Now, what we’ve been experimenting with so far are simple based table. However, in the data warehousing world, things are not so simple.
One of the most common “performance fixes” that we see in DW is indexing. However, indexing is not always good, and combined with partitioning, it might prove to be a very unfortunate combination, if not done properly.
Partitioning world gives us two options in indexing:
- Local indexing
- Global indexing
Basically, a local index will behave similar to a partition table, being split into partitions and best performing within partition pruning cases.
The global index, on the other side, will behave like a regular index, with one particularity: when used, it will disable the partition pruning.

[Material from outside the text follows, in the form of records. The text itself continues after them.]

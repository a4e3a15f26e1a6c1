use actix_web::middleware::NormalizePath;
use actix_web::web::Data;
use actix_web::{App, HttpServer, Responder, get};
use dotenvy::dotenv;

mod api;
mod config;
mod db;
mod docs;
mod engine;
mod model;
mod routes;
mod utils;

use config::Config;
use db::init_db;

use crate::docs::ApiDoc;
use tracing::info;
use tracing_appender::rolling;
use utoipa::OpenApi;
use utoipa_swagger_ui::SwaggerUi;

#[get("/")]
async fn index() -> impl Responder {
    "Attendance Engine"
}

#[actix_web::main]
async fn main() -> std::io::Result<()> {
    dotenv().ok();

    let config = Config::from_env();

    // Rolling daily log
    let file_appender = rolling::daily("logs", "app.log");
    let (non_blocking, _guard) = tracing_appender::non_blocking(file_appender);

    tracing_subscriber::fmt()
        .with_writer(non_blocking)
        .with_max_level(tracing::Level::DEBUG)
        .with_ansi(false)
        .with_target(false)
        .with_level(true)
        .with_thread_ids(false)
        .with_thread_names(false)
        .pretty()
        .init();

    info!("Server starting...");

    let pool = init_db(&config.database_url).await;

    let server_addr = config.server_addr.clone();
    let config_data = config.clone();

    HttpServer::new(move || {
        App::new()
            .wrap(actix_web::middleware::Logger::default())
            .wrap(NormalizePath::trim())
            .service(
                SwaggerUi::new("/swagger-ui/{_:.*}")
                    .url("/api-doc/openapi.json", ApiDoc::openapi()),
            )
            .app_data(Data::new(pool.clone()))
            .app_data(Data::new(config.clone()))
            .service(index)
            .configure(|cfg| routes::configure(cfg, config_data.clone()))
    })
    .bind(server_addr)?
    .run()
    .await
}
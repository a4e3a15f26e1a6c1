use crate::{
    api::{attendance, schedule},
    config::Config,
};
use actix_governor::{
    Governor, GovernorConfigBuilder, PeerIpKeyExtractor, governor::middleware::NoOpMiddleware,
};
use actix_web::web;
use std::sync::Arc;

pub fn configure(cfg: &mut web::ServiceConfig, config: Config) {
    // Helper to build per-route limiter
    fn build_limiter(requests_per_min: u32) -> Governor<PeerIpKeyExtractor, NoOpMiddleware> {
        let per_ms = if requests_per_min == 0 {
            1
        } else {
            60_000 / requests_per_min as u64
        };
        let cfg = GovernorConfigBuilder::default()
            .per_millisecond(per_ms)
            .burst_size(requests_per_min)
            .key_extractor(PeerIpKeyExtractor)
            .finish()
            .unwrap();
        Governor::new(&cfg)
    }

    let dashboard_limiter = Arc::new(build_limiter(config.rate_dashboard_per_min));
    let refresh_limiter = Arc::new(build_limiter(config.rate_refresh_per_min));
    let admin_limiter = Arc::new(build_limiter(config.rate_admin_per_min));

    cfg.service(
        web::scope(&config.api_prefix)
            .service(
                web::scope("/attendance")
                    // /attendance
                    .service(
                        web::resource("")
                            .wrap(dashboard_limiter.clone())
                            .route(web::get().to(attendance::dashboard)),
                    )
                    // /attendance/refresh
                    .service(
                        web::resource("/refresh")
                            .wrap(refresh_limiter)
                            .route(web::post().to(attendance::refresh)),
                    )
                    // /attendance/{id}
                    .service(
                        web::resource("/{id}")
                            .wrap(admin_limiter)
                            .route(web::delete().to(attendance::delete_attendance)),
                    ),
            )
            .service(
                web::scope("/schedules")
                    // /schedules
                    .service(
                        web::resource("")
                            .wrap(dashboard_limiter)
                            .route(web::get().to(schedule::schedule_view)),
                    ),
            ),
    );
}
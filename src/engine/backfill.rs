use std::collections::HashSet;
use std::sync::atomic::{AtomicBool, Ordering};

use chrono::NaiveDate;
use futures_util::StreamExt;
use serde::Serialize;
use sqlx::MySqlPool;
use utoipa::ToSchema;

use crate::engine::clock::Clock;
use crate::engine::index::{ExemptionIndex, HolidayIndex};
use crate::engine::resolver::DAY_END;
use crate::engine::time;
use crate::model::attendance::AttendanceRecord;
use crate::model::employee::Employee;
use crate::model::role::Role;
use crate::utils::db_utils::placeholders;

/// Nobody is marked absent before the working day has ended.
pub const ABSENT_CUTOFF_MINUTE: u32 = DAY_END; // 19:00 Manila

const BACKFILL_NOTE: &str = "No attendance recorded by end of day";

/// Counters reported back to the dashboard after each backfill attempt.
#[derive(Debug, Default, Serialize, ToSchema)]
pub struct BackfillSummary {
    #[schema(example = 2)]
    pub planned: usize,
    #[schema(example = 2)]
    pub inserted: usize,
    #[schema(example = 0)]
    pub failed: usize,
    /// Another refresh was already writing; this pass skipped the write step.
    pub skipped_in_flight: bool,
}

pub struct BackfillOutcome {
    pub summary: BackfillSummary,
    /// Synthetic records that made it into the store this pass, for merging
    /// into the caller's in-memory view of the day.
    pub records: Vec<AttendanceRecord>,
}

/// Decides which synthetic absences the current pass owes.
///
/// Pure: the caller supplies the roster, the set of employees with any
/// record today, the exempted set, and the clock reading. Returns nothing
/// on a holiday or before the end-of-day cutoff. Re-running with the
/// returned records reflected in `recorded_today` yields an empty plan,
/// which is what makes the job safe to run on every refresh.
pub fn plan_backfill(
    roster: &[Employee],
    recorded_today: &HashSet<u64>,
    exempted_today: &HashSet<u64>,
    holidays: &HolidayIndex,
    today: NaiveDate,
    minute_of_day: u32,
) -> Vec<AttendanceRecord> {
    if holidays.contains(today) {
        return Vec::new();
    }
    if minute_of_day < ABSENT_CUTOFF_MINUTE {
        return Vec::new();
    }

    roster
        .iter()
        .filter(|e| !exempted_today.contains(&e.id))
        .filter(|e| !recorded_today.contains(&e.id))
        .map(|e| AttendanceRecord::synthetic_absent(e.id, today, BACKFILL_NOTE))
        .collect()
}

static BACKFILL_IN_FLIGHT: AtomicBool = AtomicBool::new(false);

struct InFlightGuard;

impl InFlightGuard {
    fn try_acquire() -> Option<Self> {
        BACKFILL_IN_FLIGHT
            .compare_exchange(false, true, Ordering::Acquire, Ordering::Relaxed)
            .is_ok()
            .then_some(InFlightGuard)
    }
}

impl Drop for InFlightGuard {
    fn drop(&mut self) {
        BACKFILL_IN_FLIGHT.store(false, Ordering::Release);
    }
}

/// Runs one backfill attempt for the current Manila day.
///
/// `recorded_today` must hold every employee id that already has a record
/// for today, including synthetics inserted earlier in the same process.
/// Insert failures are isolated per employee: the row is logged and
/// skipped, the loop continues.
pub async fn run_backfill(
    pool: &MySqlPool,
    clock: &dyn Clock,
    holidays: &HolidayIndex,
    exemptions: &ExemptionIndex,
    roster: &[Employee],
    recorded_today: &HashSet<u64>,
) -> BackfillOutcome {
    let mut outcome = BackfillOutcome {
        summary: BackfillSummary::default(),
        records: Vec::new(),
    };

    let Some(_guard) = InFlightGuard::try_acquire() else {
        tracing::debug!("Backfill already in flight, skipping write step");
        outcome.summary.skipped_in_flight = true;
        return outcome;
    };

    let now = clock.now_utc();
    let today = time::manila_today(now);
    let minute = time::manila_minute_of_day(now);

    let exempted = exemptions.exempted_ids_on(today);
    let planned = plan_backfill(roster, recorded_today, &exempted, holidays, today, minute);
    outcome.summary.planned = planned.len();

    for record in planned {
        match insert_absent(pool, &record).await {
            Ok(()) => {
                outcome.summary.inserted += 1;
                outcome.records.push(record);
            }
            Err(e) => {
                tracing::error!(
                    error = %e,
                    employee_id = record.employee_id,
                    "Backfill insert failed"
                );
                outcome.summary.failed += 1;
            }
        }
    }

    if outcome.summary.planned > 0 {
        tracing::info!(
            inserted = outcome.summary.inserted,
            failed = outcome.summary.failed,
            %today,
            "Backfill pass complete"
        );
    }

    outcome
}

/// Streams the active employees in attendance-tracked roles. One query per
/// pass; the pipeline shares the result between backfill and display.
pub async fn load_tracked_roster(pool: &MySqlPool) -> anyhow::Result<Vec<Employee>> {
    let tracked = Role::tracked_ids();
    let sql = format!(
        "SELECT id, employee_code, first_name, last_name, email, role_id, status \
         FROM employees WHERE status = 'active' AND role_id IN ({})",
        placeholders(tracked.len()),
    );

    let mut query = sqlx::query_as::<_, Employee>(&sql);
    for role_id in tracked {
        query = query.bind(role_id);
    }

    let mut stream = query.fetch(pool);
    let mut roster = Vec::new();
    while let Some(row) = stream.next().await {
        roster.push(row?);
    }
    Ok(roster)
}

async fn insert_absent(pool: &MySqlPool, record: &AttendanceRecord) -> Result<(), sqlx::Error> {
    sqlx::query(
        "INSERT INTO attendance (employee_id, date, time_in, time_out, is_present, notes) \
         VALUES (?, ?, NULL, NULL, ?, ?)",
    )
    .bind(record.employee_id)
    .bind(record.date)
    .bind(record.is_present)
    .bind(record.notes.as_deref())
    .execute(pool)
    .await?;
    Ok(())
}

#[cfg(test)]
mod tests {
    use super::*;

    fn date() -> NaiveDate {
        NaiveDate::from_ymd_opt(2024, 12, 25).unwrap()
    }

    fn employee(id: u64) -> Employee {
        Employee {
            id,
            employee_code: format!("EMP-{id:03}"),
            first_name: "Test".into(),
            last_name: format!("User{id}"),
            email: format!("user{id}@company.com"),
            role_id: Role::Employee as u8,
            status: "active".into(),
        }
    }

    #[test]
    fn nothing_planned_on_a_holiday() {
        let roster = vec![employee(1), employee(2)];
        let plan = plan_backfill(
            &roster,
            &HashSet::new(),
            &HashSet::new(),
            &HolidayIndex::from_dates([date()]),
            date(),
            DAY_END + 1,
        );
        assert!(plan.is_empty());
    }

    #[test]
    fn nothing_planned_before_cutoff() {
        let roster = vec![employee(1)];
        // 18:59 Manila.
        let plan = plan_backfill(
            &roster,
            &HashSet::new(),
            &HashSet::new(),
            &HolidayIndex::default(),
            date(),
            1139,
        );
        assert!(plan.is_empty());
    }

    #[test]
    fn untapped_unexempted_employees_are_planned_at_cutoff() {
        let roster = vec![employee(1), employee(2), employee(3)];
        let recorded = HashSet::from([2]);
        let exempted = HashSet::from([3]);
        // 19:01 Manila.
        let plan = plan_backfill(
            &roster,
            &recorded,
            &exempted,
            &HolidayIndex::default(),
            date(),
            1141,
        );
        assert_eq!(plan.len(), 1);
        let record = &plan[0];
        assert_eq!(record.employee_id, 1);
        assert_eq!(record.date, date());
        assert!(record.id.is_synthetic());
        assert_eq!(record.is_present, Some(false));
        assert!(record.time_in.is_none() && record.time_out.is_none());
        assert_eq!(record.notes.as_deref(), Some(BACKFILL_NOTE));
    }

    #[test]
    fn cutoff_minute_itself_triggers_the_plan() {
        let roster = vec![employee(1)];
        let plan = plan_backfill(
            &roster,
            &HashSet::new(),
            &HashSet::new(),
            &HolidayIndex::default(),
            date(),
            ABSENT_CUTOFF_MINUTE,
        );
        assert_eq!(plan.len(), 1);
    }

    #[test]
    fn replanning_after_inserts_is_a_no_op() {
        let roster = vec![employee(1), employee(2)];
        let mut recorded = HashSet::new();
        let first = plan_backfill(
            &roster,
            &recorded,
            &HashSet::new(),
            &HolidayIndex::default(),
            date(),
            1141,
        );
        assert_eq!(first.len(), 2);

        // Reflect the inserts in the in-memory view, as run_backfill's
        // caller does, and plan again with identical inputs.
        recorded.extend(first.iter().map(|r| r.employee_id));
        let second = plan_backfill(
            &roster,
            &recorded,
            &HashSet::new(),
            &HolidayIndex::default(),
            date(),
            1141,
        );
        assert!(second.is_empty());
    }

    #[test]
    fn in_flight_guard_is_exclusive_and_releases_on_drop() {
        let guard = InFlightGuard::try_acquire().expect("first acquire succeeds");
        assert!(InFlightGuard::try_acquire().is_none());
        drop(guard);
        assert!(InFlightGuard::try_acquire().is_some());
    }
}
#[derive(Debug, Copy, Clone, Eq, PartialEq)]
pub enum Role {
    Admin = 1,
    Hr = 2,
    Employee = 3,
    Faculty = 4,
}

impl Role {
    pub fn from_id(id: u8) -> Option<Self> {
        match id {
            1 => Some(Role::Admin),
            2 => Some(Role::Hr),
            3 => Some(Role::Employee),
            4 => Some(Role::Faculty),
            _ => None,
        }
    }

    /// Roles whose members are expected to tap in daily. Admin and HR
    /// accounts are back-office and never appear on the dashboard.
    pub fn is_attendance_tracked(&self) -> bool {
        matches!(self, Role::Employee | Role::Faculty)
    }

    pub fn tracked_ids() -> [u8; 2] {
        [Role::Employee as u8, Role::Faculty as u8]
    }

    pub fn label(&self) -> &'static str {
        match self {
            Role::Admin => "Admin",
            Role::Hr => "HR",
            Role::Employee => "Employee",
            Role::Faculty => "Faculty",
        }
    }
}
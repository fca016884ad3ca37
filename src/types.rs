use serde::{Deserialize, Serialize};
use std::path::PathBuf;

/// Why a file produced no record.
#[derive(Debug, Clone, PartialEq, Eq, Serialize, Deserialize)]
pub enum SkipReason {
    /// The base name is in the file-name exclusion set.
    ExcludedName,
    /// The extension is in the extension exclusion set.
    ExcludedExtension,
    /// Opening or reading the file failed.
    Unreadable(String),
    /// The content is not valid UTF-8.
    NotUtf8,
    /// The configured binary detection flagged the content.
    Binary,
}

/// Result of evaluating a single candidate file.
#[derive(Debug, Clone, PartialEq, Eq)]
pub enum FileOutcome {
    /// The file is packed with this content.
    Included(String),
    Skipped(SkipReason),
}

/// A file met during the walk.
#[derive(Debug, Clone)]
pub struct ScannedFile {
    /// Path used to open the file.
    pub path: PathBuf,
    /// Root-relative path written in the record header, e.g. `./src/main.rs`.
    pub display: PathBuf,
    pub outcome: FileOutcome,
}

/// Totals reported at the end of a run.
#[derive(Debug, Clone, PartialEq, Eq, Serialize, Deserialize)]
pub struct PackSummary {
    /// Where the records were written.
    pub output: PathBuf,
    /// Number of records written.
    pub included: usize,
    /// Number of candidate files that produced no record.
    pub skipped: usize,
}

Basically, from my tests so far, global indexes and partition pruning don’t mix.
How and Which
The following section will provide you a simple tested guideline on how to mix these two database performance hacks to reap the highest value out of your implementation.
Unique indexes should be global – when we use unique indexes, the selectivity provided by them should be much higher than the one from partition selectivity
Non-unique indexes – local indexes – for more skewed data across partitions. This is perfect in combination with partition pruning.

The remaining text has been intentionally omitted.